== Segment start ==

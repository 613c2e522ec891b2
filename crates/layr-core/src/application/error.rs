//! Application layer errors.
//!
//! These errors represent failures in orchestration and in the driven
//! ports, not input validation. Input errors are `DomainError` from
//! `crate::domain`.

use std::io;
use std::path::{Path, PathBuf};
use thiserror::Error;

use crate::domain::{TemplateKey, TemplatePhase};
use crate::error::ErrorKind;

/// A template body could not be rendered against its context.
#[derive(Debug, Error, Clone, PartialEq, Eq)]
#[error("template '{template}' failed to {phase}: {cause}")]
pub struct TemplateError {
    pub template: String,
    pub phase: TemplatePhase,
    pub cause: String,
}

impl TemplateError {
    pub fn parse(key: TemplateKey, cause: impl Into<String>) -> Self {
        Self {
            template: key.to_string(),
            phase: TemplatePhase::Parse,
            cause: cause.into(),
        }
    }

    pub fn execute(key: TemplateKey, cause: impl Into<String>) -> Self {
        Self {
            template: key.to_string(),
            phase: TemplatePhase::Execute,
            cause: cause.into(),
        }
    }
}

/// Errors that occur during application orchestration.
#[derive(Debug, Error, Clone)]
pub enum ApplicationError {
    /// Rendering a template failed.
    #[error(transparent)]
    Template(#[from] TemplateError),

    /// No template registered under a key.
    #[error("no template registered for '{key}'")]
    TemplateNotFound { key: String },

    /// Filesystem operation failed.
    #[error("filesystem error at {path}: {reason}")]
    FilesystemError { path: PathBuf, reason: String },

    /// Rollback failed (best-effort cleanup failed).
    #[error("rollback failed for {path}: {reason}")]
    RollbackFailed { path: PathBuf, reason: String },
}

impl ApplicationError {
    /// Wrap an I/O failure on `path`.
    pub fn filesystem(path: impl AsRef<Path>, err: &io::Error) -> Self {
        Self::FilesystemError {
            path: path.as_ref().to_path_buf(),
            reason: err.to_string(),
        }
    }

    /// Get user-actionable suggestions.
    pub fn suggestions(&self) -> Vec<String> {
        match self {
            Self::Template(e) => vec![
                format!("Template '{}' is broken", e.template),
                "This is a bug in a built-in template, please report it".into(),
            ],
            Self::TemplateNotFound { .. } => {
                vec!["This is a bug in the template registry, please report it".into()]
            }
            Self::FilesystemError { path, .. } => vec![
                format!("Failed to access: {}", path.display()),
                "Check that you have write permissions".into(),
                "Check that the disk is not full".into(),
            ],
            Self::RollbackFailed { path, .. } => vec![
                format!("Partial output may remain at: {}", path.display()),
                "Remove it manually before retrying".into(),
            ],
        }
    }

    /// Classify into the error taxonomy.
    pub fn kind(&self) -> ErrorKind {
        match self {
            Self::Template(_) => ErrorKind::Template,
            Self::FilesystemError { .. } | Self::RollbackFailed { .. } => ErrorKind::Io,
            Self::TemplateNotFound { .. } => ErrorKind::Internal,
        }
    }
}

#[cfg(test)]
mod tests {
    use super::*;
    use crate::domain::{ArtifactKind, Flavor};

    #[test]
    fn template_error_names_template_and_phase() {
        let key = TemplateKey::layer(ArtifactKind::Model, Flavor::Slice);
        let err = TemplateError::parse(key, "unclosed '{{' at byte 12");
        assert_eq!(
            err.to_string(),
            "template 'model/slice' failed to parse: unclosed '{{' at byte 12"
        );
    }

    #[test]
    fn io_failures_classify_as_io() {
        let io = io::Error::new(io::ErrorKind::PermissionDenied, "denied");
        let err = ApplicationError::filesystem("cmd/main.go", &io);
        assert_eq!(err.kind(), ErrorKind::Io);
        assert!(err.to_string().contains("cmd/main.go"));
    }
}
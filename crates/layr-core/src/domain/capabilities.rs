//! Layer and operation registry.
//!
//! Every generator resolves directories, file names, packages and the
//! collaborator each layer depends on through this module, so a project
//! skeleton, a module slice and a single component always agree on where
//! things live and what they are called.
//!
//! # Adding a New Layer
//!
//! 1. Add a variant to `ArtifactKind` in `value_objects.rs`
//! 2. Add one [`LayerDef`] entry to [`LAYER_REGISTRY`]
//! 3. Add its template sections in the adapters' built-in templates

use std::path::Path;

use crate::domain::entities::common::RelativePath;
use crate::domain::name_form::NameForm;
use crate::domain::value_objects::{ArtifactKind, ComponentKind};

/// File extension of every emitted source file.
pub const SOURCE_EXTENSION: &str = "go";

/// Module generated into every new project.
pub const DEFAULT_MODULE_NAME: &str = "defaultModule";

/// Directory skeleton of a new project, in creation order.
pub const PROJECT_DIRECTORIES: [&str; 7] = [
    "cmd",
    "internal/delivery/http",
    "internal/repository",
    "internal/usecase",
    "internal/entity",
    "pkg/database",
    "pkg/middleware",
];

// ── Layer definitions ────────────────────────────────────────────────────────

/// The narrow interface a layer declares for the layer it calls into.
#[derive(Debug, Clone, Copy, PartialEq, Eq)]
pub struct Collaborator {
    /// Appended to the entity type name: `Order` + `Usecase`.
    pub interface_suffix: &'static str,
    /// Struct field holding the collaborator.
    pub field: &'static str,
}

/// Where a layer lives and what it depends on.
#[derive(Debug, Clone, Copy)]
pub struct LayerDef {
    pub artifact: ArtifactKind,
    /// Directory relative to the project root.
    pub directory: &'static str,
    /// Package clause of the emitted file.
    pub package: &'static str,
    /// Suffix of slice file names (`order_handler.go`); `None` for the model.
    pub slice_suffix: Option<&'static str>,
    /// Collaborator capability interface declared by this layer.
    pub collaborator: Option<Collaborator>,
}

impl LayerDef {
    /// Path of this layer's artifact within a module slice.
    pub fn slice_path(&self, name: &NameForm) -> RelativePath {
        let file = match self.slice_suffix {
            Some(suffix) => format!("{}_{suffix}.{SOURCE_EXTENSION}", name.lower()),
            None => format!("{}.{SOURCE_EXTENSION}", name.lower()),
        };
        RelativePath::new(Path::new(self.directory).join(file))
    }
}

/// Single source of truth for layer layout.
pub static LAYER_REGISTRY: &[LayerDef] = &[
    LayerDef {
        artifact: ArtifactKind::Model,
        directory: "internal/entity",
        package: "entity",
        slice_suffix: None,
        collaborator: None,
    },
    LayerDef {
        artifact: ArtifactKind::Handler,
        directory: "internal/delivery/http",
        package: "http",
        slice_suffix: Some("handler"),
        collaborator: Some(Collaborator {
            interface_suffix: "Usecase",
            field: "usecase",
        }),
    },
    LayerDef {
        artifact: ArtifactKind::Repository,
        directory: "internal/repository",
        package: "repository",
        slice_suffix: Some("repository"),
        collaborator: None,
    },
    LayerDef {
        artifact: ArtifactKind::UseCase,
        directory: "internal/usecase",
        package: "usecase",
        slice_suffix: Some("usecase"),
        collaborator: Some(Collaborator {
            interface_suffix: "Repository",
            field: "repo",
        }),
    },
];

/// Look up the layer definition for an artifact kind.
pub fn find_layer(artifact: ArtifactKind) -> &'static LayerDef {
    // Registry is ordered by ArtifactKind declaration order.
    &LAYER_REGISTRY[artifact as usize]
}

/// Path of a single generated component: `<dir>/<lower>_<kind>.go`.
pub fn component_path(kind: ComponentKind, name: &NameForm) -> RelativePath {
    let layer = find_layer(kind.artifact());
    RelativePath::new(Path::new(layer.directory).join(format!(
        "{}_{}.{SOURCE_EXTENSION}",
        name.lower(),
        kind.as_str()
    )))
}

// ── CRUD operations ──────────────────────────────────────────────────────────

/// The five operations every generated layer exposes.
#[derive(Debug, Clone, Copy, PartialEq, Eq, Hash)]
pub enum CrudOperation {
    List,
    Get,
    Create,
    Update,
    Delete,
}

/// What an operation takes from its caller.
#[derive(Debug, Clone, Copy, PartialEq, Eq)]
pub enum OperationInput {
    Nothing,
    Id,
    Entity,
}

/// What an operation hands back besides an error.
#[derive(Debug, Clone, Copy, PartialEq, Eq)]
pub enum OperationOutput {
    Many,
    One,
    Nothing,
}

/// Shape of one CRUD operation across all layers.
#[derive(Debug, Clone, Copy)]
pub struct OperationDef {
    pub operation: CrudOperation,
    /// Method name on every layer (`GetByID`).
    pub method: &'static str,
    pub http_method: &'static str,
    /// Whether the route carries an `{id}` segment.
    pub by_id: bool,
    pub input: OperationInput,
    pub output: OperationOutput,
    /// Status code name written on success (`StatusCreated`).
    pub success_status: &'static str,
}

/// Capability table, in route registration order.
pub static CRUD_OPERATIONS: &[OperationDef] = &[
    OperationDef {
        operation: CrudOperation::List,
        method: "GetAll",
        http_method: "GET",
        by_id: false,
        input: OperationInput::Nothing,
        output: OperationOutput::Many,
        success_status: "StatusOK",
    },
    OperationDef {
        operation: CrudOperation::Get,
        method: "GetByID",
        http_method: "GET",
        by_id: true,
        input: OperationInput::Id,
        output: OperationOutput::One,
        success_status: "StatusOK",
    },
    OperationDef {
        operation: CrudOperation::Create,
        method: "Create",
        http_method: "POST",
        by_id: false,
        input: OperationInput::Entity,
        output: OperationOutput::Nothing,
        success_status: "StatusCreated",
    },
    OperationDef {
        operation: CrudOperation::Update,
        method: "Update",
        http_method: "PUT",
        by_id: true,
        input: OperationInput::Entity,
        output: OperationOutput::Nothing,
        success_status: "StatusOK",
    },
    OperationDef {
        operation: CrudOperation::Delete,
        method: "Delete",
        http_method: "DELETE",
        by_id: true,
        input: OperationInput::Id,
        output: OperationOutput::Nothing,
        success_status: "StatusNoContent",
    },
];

== Segment end ==

Problem statement -
The answer must hold exactly the lines of the entries above, from the first line through the line that contains "#[derive(Debug, Error, Clone, PartialEq, Eq)]", and no others.

Written solution -
repository 613c2e522ec891b2
filename crates/layr-core/src/application/error.rs
//! Application layer errors.
//!
//! These errors represent failures in orchestration and in the driven
//! ports, not input validation. Input errors are `DomainError` from
//! `crate::domain`.

use std::io;
use std::path::{Path, PathBuf};
use thiserror::Error;

use crate::domain::{TemplateKey, TemplatePhase};
use crate::error::ErrorKind;

/// A template body could not be rendered against its context.
#[derive(Debug, Error, Clone, PartialEq, Eq)]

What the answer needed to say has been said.